Obfuscation

Much as I (DL) enjoy obfuscation, I had long thought the idea has no place in Tcl - the syntax just doesn't lend itself to obscurity. Tcl has very little dependence on context, overloading, etc. in contrast to, say, C and Perl where things like context are everything. Yes, there are a couple of nuances like when # is really a comment and when it isn't. And yes, you can redefine basic commands like "if" and "proc". Hmm. Gosh, maybe I was shortsighted in my original belief. Maybe I was just in denial. All of a sudden, the language does present some interesting possibilities.

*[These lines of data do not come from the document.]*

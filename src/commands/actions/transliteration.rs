//! Japanese transliteration command handler.

use log::{debug, error};

use crate::{
    commands::{
        CommandError, Interaction, ScriptIssue,
        command::TEXT_ARGUMENT,
        reply::{Field, Reply, render},
        responses::SEPARATOR_FIELD,
    },
    script::{ScriptConverter, ScriptSegment},
    translator::{Language, Translator},
};

pub const TITLE: &str = "Traducción JP";
const JAPANESE_CODE: &str = "ja";

#[derive(Debug, Clone, PartialEq, Eq)]
pub struct ScriptResult {
    pub segments: Vec<ScriptSegment>,
    pub translation: String,
}

/// Decimal digits, ASCII or fullwidth. Kanji numerals and other numeric
/// characters are text.
fn is_digit(c: char) -> bool {
    c.is_ascii_digit() || ('０'..='９').contains(&c)
}

fn is_digits_only(text: &str) -> bool {
    let mut chars = text.chars().filter(|c| !c.is_whitespace()).peekable();
    chars.peek().is_some() && chars.all(is_digit)
}

/// Decomposes Japanese `text` and translates it to English.
///
/// Digit-only input is refused before any backend call.
pub async fn transliterate<T: Translator, S: ScriptConverter>(
    translator: &T,
    converter: &S,
    text: &str,
) -> Result<ScriptResult, CommandError> {
    if is_digits_only(text) {
        return Err(CommandError::InvalidScript(ScriptIssue::DigitsOnly));
    }

    let detected = translator.detect_language(text).await.map_err(|e| {
        error!("language detection failed: {}", e);
        CommandError::TranslationBackend
    })?;
    if detected != JAPANESE_CODE {
        debug!("refusing text detected as {}", detected);
        return Err(CommandError::InvalidScript(ScriptIssue::NotJapanese));
    }

    let segments = converter.convert(text);

    let translation = translator
        .translate(text, Language::English)
        .await
        .map_err(|e| {
            error!("translation failed: {}", e);
            CommandError::TranslationBackend
        })?;

    Ok(ScriptResult {
        segments,
        translation,
    })
}

/// Handles the `traduccion_jap` command.
///
/// # Arguments
///
/// * `translator` - Used to check the text is Japanese and to translate it
/// * `converter` - Splits the text into segments with their readings
/// * `interaction` - Carries the text, already checked for presence and length
///
/// # Returns
///
/// - `Ok(Reply)`: per segment the original, hiragana and romaji fields and a
///   separator, then the English translation
/// - `Err(CommandError::InvalidScript)`: only digits, or not Japanese
/// - `Err(CommandError::TranslationBackend)`: the backend failed
pub async fn handle_transliteration<T: Translator, S: ScriptConverter>(
    translator: &T,
    converter: &S,
    interaction: &Interaction,
) -> Result<Reply, CommandError> {
    debug!("handling transliteration command");

    let text = interaction.argument(TEXT_ARGUMENT).unwrap_or_default().trim();
    let result = transliterate(translator, converter, text).await?;

    let mut fields: Vec<Field> = result
        .segments
        .into_iter()
        .flat_map(|segment| {
            [
                Field::block("Japonés", segment.original),
                Field::inline("Hiragana", segment.hiragana),
                Field::inline("Romaji", segment.romaji),
                Field::block(SEPARATOR_FIELD, ""),
            ]
        })
        .collect();
    fields.push(Field::block("Traducción:", result.translation));

    Ok(render(TITLE, fields))
}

In fact, obfuscation doesn't just mean perverting the language for perversion's sake. Indeed, as I said in the BOOK Obfuscated C and Other Mysteries, sometimes one must sacrifice readability for performance. In scripting environments, obfuscated code has become useful for source protection (or at least for making it hard for cavalier code changes).

On the other hand, a good laugh is a wonderful thing. And when Jeffrey Hobbs requested an obfuscator as one of the questions at the Tcl contest at Tcl2K, I decided to see if I could write one that was really, really short (since I was at the conference at the time and was really, really tired) while still producing output that was not only opaque but amusingly bizarre.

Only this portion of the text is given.